## DATA TO USE

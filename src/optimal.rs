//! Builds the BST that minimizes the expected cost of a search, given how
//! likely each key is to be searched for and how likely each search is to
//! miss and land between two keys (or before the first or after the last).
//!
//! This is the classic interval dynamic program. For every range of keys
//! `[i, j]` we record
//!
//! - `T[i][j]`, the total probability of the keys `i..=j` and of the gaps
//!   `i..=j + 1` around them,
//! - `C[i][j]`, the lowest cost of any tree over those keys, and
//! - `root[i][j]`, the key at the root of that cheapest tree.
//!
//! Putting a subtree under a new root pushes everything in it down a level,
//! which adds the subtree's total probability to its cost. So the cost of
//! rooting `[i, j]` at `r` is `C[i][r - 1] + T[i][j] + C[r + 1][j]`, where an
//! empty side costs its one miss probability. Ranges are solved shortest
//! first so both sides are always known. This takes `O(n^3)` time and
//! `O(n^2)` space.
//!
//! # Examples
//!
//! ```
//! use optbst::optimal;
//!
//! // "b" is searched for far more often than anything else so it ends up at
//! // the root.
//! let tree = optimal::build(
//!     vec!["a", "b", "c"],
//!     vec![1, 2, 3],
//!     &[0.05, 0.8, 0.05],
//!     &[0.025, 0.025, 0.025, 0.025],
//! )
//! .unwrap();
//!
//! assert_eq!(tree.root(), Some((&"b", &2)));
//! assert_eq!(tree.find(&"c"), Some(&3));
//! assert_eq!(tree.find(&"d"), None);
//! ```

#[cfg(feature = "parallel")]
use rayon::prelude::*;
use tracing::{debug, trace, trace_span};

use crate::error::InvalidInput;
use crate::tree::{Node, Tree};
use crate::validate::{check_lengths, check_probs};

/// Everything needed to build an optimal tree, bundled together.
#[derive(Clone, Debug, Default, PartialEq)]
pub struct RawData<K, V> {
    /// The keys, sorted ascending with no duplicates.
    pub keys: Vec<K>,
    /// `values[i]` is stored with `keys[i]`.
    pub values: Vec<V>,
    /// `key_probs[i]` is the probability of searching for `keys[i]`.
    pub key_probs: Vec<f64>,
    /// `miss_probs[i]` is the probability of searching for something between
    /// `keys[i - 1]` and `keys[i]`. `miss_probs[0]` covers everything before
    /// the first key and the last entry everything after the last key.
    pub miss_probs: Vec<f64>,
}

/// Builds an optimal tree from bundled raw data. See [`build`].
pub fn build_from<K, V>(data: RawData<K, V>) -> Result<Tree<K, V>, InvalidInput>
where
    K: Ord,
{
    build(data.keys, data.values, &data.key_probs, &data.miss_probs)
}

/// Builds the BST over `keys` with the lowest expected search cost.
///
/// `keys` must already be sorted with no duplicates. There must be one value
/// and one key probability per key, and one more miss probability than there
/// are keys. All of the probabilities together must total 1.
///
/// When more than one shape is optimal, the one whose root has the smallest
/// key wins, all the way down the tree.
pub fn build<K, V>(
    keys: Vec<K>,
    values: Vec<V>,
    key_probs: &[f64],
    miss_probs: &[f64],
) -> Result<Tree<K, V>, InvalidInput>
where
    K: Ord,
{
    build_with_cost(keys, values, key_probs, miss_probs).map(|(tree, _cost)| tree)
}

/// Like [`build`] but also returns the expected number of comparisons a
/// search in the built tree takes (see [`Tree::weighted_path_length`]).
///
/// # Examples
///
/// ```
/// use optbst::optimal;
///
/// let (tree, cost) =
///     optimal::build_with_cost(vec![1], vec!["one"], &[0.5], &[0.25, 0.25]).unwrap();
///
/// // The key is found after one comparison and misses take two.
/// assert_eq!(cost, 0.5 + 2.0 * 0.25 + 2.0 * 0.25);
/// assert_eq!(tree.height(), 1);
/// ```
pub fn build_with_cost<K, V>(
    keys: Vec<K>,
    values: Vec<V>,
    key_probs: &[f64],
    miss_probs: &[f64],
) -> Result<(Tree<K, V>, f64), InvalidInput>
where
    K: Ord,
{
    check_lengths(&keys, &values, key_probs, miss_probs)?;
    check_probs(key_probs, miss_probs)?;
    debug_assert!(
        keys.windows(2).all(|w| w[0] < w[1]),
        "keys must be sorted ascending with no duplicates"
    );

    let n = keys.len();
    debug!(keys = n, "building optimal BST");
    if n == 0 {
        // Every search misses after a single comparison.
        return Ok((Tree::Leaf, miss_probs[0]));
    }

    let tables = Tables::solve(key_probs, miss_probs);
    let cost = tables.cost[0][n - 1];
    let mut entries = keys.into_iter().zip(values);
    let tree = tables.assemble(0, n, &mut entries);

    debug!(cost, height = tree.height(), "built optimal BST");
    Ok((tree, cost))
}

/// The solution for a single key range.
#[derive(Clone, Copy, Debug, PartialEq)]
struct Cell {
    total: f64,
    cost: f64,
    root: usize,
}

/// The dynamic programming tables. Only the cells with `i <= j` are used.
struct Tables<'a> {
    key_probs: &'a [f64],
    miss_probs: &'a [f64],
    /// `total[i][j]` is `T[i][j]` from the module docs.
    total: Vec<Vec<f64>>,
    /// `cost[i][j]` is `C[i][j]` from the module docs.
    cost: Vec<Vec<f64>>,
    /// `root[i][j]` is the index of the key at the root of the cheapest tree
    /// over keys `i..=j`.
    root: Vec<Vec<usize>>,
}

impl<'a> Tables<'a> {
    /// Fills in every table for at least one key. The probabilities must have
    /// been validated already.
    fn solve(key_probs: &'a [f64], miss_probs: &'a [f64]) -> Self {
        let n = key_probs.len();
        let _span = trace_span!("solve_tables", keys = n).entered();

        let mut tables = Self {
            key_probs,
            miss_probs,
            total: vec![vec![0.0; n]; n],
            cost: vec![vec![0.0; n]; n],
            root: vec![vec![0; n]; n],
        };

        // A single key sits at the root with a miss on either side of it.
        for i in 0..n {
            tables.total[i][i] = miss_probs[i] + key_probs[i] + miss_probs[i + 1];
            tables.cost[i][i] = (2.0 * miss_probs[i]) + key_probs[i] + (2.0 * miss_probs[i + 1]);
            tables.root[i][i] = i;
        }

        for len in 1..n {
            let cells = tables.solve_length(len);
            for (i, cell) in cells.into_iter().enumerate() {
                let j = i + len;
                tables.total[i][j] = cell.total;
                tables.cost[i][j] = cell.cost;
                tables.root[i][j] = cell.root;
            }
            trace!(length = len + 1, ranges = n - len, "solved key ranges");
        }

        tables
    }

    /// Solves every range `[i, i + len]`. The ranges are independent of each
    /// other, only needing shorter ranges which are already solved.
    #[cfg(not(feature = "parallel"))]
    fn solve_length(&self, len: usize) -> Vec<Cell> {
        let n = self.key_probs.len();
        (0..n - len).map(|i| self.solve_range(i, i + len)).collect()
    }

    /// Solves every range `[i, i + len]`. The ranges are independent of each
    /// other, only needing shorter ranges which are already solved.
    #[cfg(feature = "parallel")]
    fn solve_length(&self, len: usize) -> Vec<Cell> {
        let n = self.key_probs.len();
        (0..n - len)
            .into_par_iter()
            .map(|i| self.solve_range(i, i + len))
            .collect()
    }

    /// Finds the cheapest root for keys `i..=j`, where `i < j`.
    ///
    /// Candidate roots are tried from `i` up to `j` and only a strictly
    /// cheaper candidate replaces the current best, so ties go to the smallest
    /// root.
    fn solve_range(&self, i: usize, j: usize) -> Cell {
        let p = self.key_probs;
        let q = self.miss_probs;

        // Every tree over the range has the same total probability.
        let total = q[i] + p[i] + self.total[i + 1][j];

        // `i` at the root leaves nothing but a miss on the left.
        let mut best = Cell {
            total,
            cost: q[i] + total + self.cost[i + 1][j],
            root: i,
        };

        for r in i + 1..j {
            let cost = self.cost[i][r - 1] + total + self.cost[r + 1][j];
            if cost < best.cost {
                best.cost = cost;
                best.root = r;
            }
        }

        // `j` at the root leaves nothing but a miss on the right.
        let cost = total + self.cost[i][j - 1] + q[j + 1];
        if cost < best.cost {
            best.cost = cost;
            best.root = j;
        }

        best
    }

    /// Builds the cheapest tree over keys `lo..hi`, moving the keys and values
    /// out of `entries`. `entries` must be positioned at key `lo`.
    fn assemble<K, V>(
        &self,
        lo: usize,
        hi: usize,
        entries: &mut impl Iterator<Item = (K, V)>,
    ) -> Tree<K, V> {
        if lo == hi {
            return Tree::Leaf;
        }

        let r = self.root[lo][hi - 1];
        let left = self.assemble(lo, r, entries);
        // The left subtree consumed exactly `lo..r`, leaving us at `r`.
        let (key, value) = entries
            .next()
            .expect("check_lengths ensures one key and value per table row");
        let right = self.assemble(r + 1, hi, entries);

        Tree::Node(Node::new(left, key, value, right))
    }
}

## REQUIRED WORK
Only a number is wanted here: how many lines of the data hold the string "Result".

## RESPONSE AREA
3